There are lots of currencies in the market. People trade currency pairs for making money. Depending on the performance of the currency against the other, the person can choose the right one. In the trading field, there are eight currency pairs that people trade on. There are three types of groups, such as major pairs, exotics, and cross pairs. In the major pairs, the USD plays the role of base financial instruments and the other from GBP, EUR, JPY, AUD, EUR, and NZD. Exotics are less popular to the traders but these are also highly volatile.
The cross pairs are more volatile than the majors and do not add to the US dollar.
Leverage is mainly borrowed from the broker. The investors take this for doing more trade. However, excessive leverage can create problems for the traders as it is risky. Without keeping the large capital, the person can easily trade his preferable trading instruments. But, people should take the leverage based on the capital. When the person will able to do so, it will help them to reduce the cost. Sometimes, the newcomers do not understand this and try to take more and face difficulties. People should aware of the fact that nothing will come without any cost.
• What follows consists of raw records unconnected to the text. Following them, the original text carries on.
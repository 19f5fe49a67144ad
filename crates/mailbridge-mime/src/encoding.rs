//! MIME decoding utilities.
//!
//! Supports Base64, Quoted-Printable, and RFC 2047 encoded words in header
//! values.

use crate::error::{Error, Result};
use base64::Engine;
use base64::engine::general_purpose::STANDARD;

/// Decodes Base64 data. Whitespace (line breaks in bodies) is ignored.
///
/// # Errors
///
/// Returns an error if the input is not valid Base64.
pub fn decode_base64(data: &str) -> Result<Vec<u8>> {
    let cleaned: String = data.chars().filter(|c| !c.is_whitespace()).collect();
    STANDARD.decode(cleaned).map_err(Into::into)
}

/// Decodes Quoted-Printable data (RFC 2045) to raw bytes.
///
/// Soft line breaks (`=` at end of line) are removed.
///
/// # Errors
///
/// Returns an error if the input contains invalid escape sequences.
pub fn decode_quoted_printable(text: &str) -> Result<Vec<u8>> {
    let bytes = text.as_bytes();
    let mut result = Vec::with_capacity(bytes.len());
    let mut i = 0;

    while i < bytes.len() {
        if bytes[i] != b'=' {
            result.push(bytes[i]);
            i += 1;
            continue;
        }

        match bytes.get(i + 1..i + 3) {
            Some(b"\r\n") => i += 3,
            Some([b'\n', ..]) => i += 2,
            Some(&[hi, lo]) => {
                result.push(hex_pair(hi, lo)?);
                i += 3;
            }
            _ => {
                // "=" or "=\r" as the very last bytes is a soft break too.
                if matches!(bytes.get(i + 1..), Some(b"" | b"\r" | b"\n")) {
                    break;
                }
                return Err(Error::InvalidEncoding(
                    "Incomplete escape sequence".to_string(),
                ));
            }
        }
    }

    Ok(result)
}

/// Decodes the Q encoding of RFC 2047: `_` is a space, `=HH` is byte `HH`.
///
/// # Errors
///
/// Returns an error on a malformed `=HH` escape.
pub fn decode_q(text: &str) -> Result<Vec<u8>> {
    let bytes = text.as_bytes();
    let mut result = Vec::with_capacity(bytes.len());
    let mut i = 0;

    while i < bytes.len() {
        match bytes[i] {
            b'_' => {
                result.push(b' ');
                i += 1;
            }
            b'=' => {
                let &[hi, lo] = bytes.get(i + 1..i + 3).unwrap_or_default() else {
                    return Err(Error::InvalidEncoding(
                        "Incomplete escape sequence".to_string(),
                    ));
                };
                result.push(hex_pair(hi, lo)?);
                i += 3;
            }
            b => {
                result.push(b);
                i += 1;
            }
        }
    }

    Ok(result)
}

fn hex_pair(hi: u8, lo: u8) -> Result<u8> {
    let digit = |b: u8| {
        char::from(b)
            .to_digit(16)
            .ok_or_else(|| Error::InvalidEncoding(format!("Invalid hex digit: {:?}", char::from(b))))
    };
    let value = digit(hi)? * 16 + digit(lo)?;
    u8::try_from(value).map_err(|e| Error::InvalidEncoding(e.to_string()))
}

/// Converts bytes in `charset` to a string.
///
/// UTF-8, US-ASCII and ISO-8859-1 are supported. Charset names compare
/// case-insensitively and an RFC 2231 language suffix (`utf-8*en`) is
/// ignored.
///
/// # Errors
///
/// Returns [`Error::UnsupportedCharset`] for any other charset, or
/// [`Error::Utf8Decode`] when UTF-8/ASCII bytes are invalid.
pub fn decode_charset(bytes: Vec<u8>, charset: &str) -> Result<String> {
    let name = charset.split('*').next().unwrap_or(charset).trim();

    if name.eq_ignore_ascii_case("utf-8") || name.eq_ignore_ascii_case("utf8") {
        return String::from_utf8(bytes).map_err(Into::into);
    }
    if name.eq_ignore_ascii_case("us-ascii") || name.eq_ignore_ascii_case("ascii") {
        if !bytes.is_ascii() {
            return Err(Error::InvalidEncoding("non-ASCII byte in US-ASCII text".to_string()));
        }
        return String::from_utf8(bytes).map_err(Into::into);
    }
    if name.eq_ignore_ascii_case("iso-8859-1") || name.eq_ignore_ascii_case("latin1") {
        // Latin-1 bytes are the first 256 code points.
        return Ok(bytes.into_iter().map(char::from).collect());
    }

    Err(Error::UnsupportedCharset(name.to_string()))
}

/// Decodes one encoded word given its three fields.
///
/// # Errors
///
/// Returns an error for an unknown encoding letter, a malformed payload, or
/// an unsupported charset.
pub fn decode_encoded_word(charset: &str, encoding: &str, payload: &str) -> Result<String> {
    let bytes = match encoding {
        "B" | "b" => decode_base64(payload)?,
        "Q" | "q" => decode_q(payload)?,
        other => {
            return Err(Error::InvalidEncoding(format!("Unknown encoding: {other}")));
        }
    };
    decode_charset(bytes, charset)
}

/// One `=?charset?enc?payload?=` run located in a header value.
struct EncodedWord<'a> {
    start: usize,
    end: usize,
    charset: &'a str,
    encoding: &'a str,
    payload: &'a str,
}

/// Finds the next encoded word at or after byte offset `from`.
fn find_encoded_word(text: &str, from: usize) -> Option<EncodedWord<'_>> {
    let mut search = from;

    while let Some(rel) = text.get(search..)?.find("=?") {
        let start = search + rel;
        if let Some(word) = parse_encoded_word_at(text, start) {
            return Some(word);
        }
        search = start + 2;
    }

    None
}

fn parse_encoded_word_at(text: &str, start: usize) -> Option<EncodedWord<'_>> {
    let rest = &text[start + 2..];

    let charset_end = rest.find('?')?;
    let charset = &rest[..charset_end];
    let rest = &rest[charset_end + 1..];

    let encoding_end = rest.find('?')?;
    let encoding = &rest[..encoding_end];
    let rest = &rest[encoding_end + 1..];

    let payload_end = rest.find("?=")?;
    let payload = &rest[..payload_end];

    let valid = !charset.is_empty()
        && !charset.contains(char::is_whitespace)
        && encoding.len() == 1
        && !payload.contains(char::is_whitespace);
    if !valid {
        return None;
    }

    let end = start + 2 + charset_end + 1 + encoding_end + 1 + payload_end + 2;
    Some(EncodedWord {
        start,
        end,
        charset,
        encoding,
        payload,
    })
}

/// Decodes every RFC 2047 encoded word in a header value.
///
/// Each `=?charset?B?...?=` or `=?charset?Q?...?=` run is decoded on its own
/// and spliced back in place. Runs that fail to decode, or name a charset
/// that is not supported, are kept verbatim, as is all text around them.
/// Whitespace that only separates two decoded runs is dropped (RFC 2047
/// section 6.2), so a subject split across several words reads as one.
/// The result is trimmed.
#[must_use]
pub fn decode_encoded_words(field: &str) -> String {
    let mut out = String::with_capacity(field.len());
    let mut cursor = 0;
    let mut previous_decoded = false;

    while let Some(word) = find_encoded_word(field, cursor) {
        let gap = &field[cursor..word.start];

        match decode_encoded_word(word.charset, word.encoding, word.payload) {
            Ok(decoded) => {
                let adjacent = previous_decoded && gap.chars().all(char::is_whitespace);
                if !adjacent {
                    out.push_str(gap);
                }
                out.push_str(&decoded);
                previous_decoded = true;
            }
            Err(_) => {
                out.push_str(gap);
                out.push_str(&field[word.start..word.end]);
                previous_decoded = false;
            }
        }

        cursor = word.end;
    }

    out.push_str(&field[cursor..]);
    out.trim().to_string()
}

#[cfg(test)]
#[allow(
    clippy::unwrap_used,
    clippy::redundant_clone,
    clippy::manual_string_new,
    clippy::needless_collect,
    clippy::unreadable_literal,
    clippy::used_underscore_items,
    clippy::similar_names
)]
mod tests {
    use super::*;

    #[test]
    fn test_base64_decode_ignores_line_breaks() {
        let decoded = decode_base64("SGVsbG8s\r\nIFdvcmxkIQ==").unwrap();
        assert_eq!(decoded, b"Hello, World!");
    }

    #[test]
    fn test_quoted_printable_decode() {
        assert_eq!(decode_quoted_printable("Hello, World!").unwrap(), b"Hello, World!");
        assert_eq!(
            decode_quoted_printable("H=C3=A9llo").unwrap(),
            "Héllo".as_bytes()
        );
    }

    #[test]
    fn test_quoted_printable_soft_line_break() {
        assert_eq!(decode_quoted_printable("Hello=\r\nWorld").unwrap(), b"HelloWorld");
        assert_eq!(decode_quoted_printable("Hello=\nWorld").unwrap(), b"HelloWorld");
        assert_eq!(decode_quoted_printable("trailing=").unwrap(), b"trailing");
    }

    #[test]
    fn test_quoted_printable_rejects_bad_escape() {
        assert!(decode_quoted_printable("=ZZ").is_err());
    }

    #[test]
    fn test_q_underscore_and_hex() {
        assert_eq!(decode_q("a_b=3Dc").unwrap(), b"a b=c");
        assert!(decode_q("broken=4").is_err());
    }

    #[test]
    fn test_charsets() {
        assert_eq!(decode_charset(b"abc".to_vec(), "US-ASCII").unwrap(), "abc");
        assert_eq!(decode_charset(vec![0x63, 0x61, 0x66, 0xE9], "iso-8859-1").unwrap(), "café");
        assert_eq!(decode_charset("ü".as_bytes().to_vec(), "utf-8*de").unwrap(), "ü");
        assert!(matches!(
            decode_charset(b"x".to_vec(), "koi8-r"),
            Err(Error::UnsupportedCharset(_))
        ));
    }

    #[test]
    fn test_decode_base64_word() {
        assert_eq!(decode_encoded_words("=?UTF-8?B?SMOpbGxv?="), "Héllo");
        assert_eq!(decode_encoded_words("=?utf-8?b?SMOpbGxv?="), "Héllo");
    }

    #[test]
    fn test_decode_q_word() {
        assert_eq!(
            decode_encoded_words("=?UTF-8?Q?Caf=C3=A9_au_lait?="),
            "Café au lait"
        );
    }

    #[test]
    fn test_decode_splices_in_place() {
        assert_eq!(
            decode_encoded_words("Re: =?UTF-8?B?SMOpbGxv?= world"),
            "Re: Héllo world"
        );
        assert_eq!(
            decode_encoded_words("\"=?UTF-8?Q?Jos=C3=A9?=\" <jose@example.com>"),
            "\"José\" <jose@example.com>"
        );
    }

    #[test]
    fn test_adjacent_words_join() {
        assert_eq!(
            decode_encoded_words("=?UTF-8?Q?Quarterly_?= =?UTF-8?Q?report?="),
            "Quarterly report"
        );
    }

    #[test]
    fn test_failed_run_passes_through() {
        assert_eq!(
            decode_encoded_words("=?UTF-8?B?!!!?= tail"),
            "=?UTF-8?B?!!!?= tail"
        );
        assert_eq!(
            decode_encoded_words("=?KOI8-R?B?0KLQtdGB0YI=?="),
            "=?KOI8-R?B?0KLQtdGB0YI=?="
        );
        assert_eq!(decode_encoded_words("=?UTF-8?X?abc?="), "=?UTF-8?X?abc?=");
    }

    #[test]
    fn test_plain_text_untouched() {
        assert_eq!(decode_encoded_words("  Plain subject  "), "Plain subject");
        assert_eq!(decode_encoded_words("What? =? no"), "What? =? no");
    }
}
At Forex trading profession, leverage is like double edge sword. If you manage to use it properly, you can trade like the pro UK trader. If not, be ready to blow up the account. So, it is always better to use a low leverage trading account at the initial stage.
Bullish and Bearish
When the price increases, this is called bullish. On the other hand, when the price decreases, the market is in a downtrend which is called bearish. In the bullish market, the investors apply the trend trading strategies for making money. Because of the influence of different types of factors, the price movement changes. Depending on the market sentiments, the investors make the decision for taking action. So, it is very important to identify the bullish and bearish trends.
The bid price is the value in which the investors want to sell the currency pair. On the other hand, the ask price is a value in which the investors will long the financial instruments. The distinction between the bid and ask price is called the spread. These values are mainly demonstrated in the Market Watch Section.
Stop-Loss and Take Profit
Stop-loss and take profit are important factors for the traders. These are also known as the Forex order. By placing the stop-loss, people can reduce the risk. On the other hand, take profit is the certain profit level, when the price will hit this point, the trade will be automatically closed. If you want to become profitable, you have to use these. Many investors avoid stop-loss and face uncountable losses. The proportion of the stop-loss and the take profit is called the risk-reward ratio. According to the professionals, the traders should maintain the ratio of 1:3 or 1:2 so that they can able to manage the money.
People should know about these terms and their applications. Investors should not stop the learning process. As the market is continuously changing, people should be always up to date with the field as they can be required to take any type of decision in any situation. So, you should need to research the market and analyze the conditions properly to gain make more profits.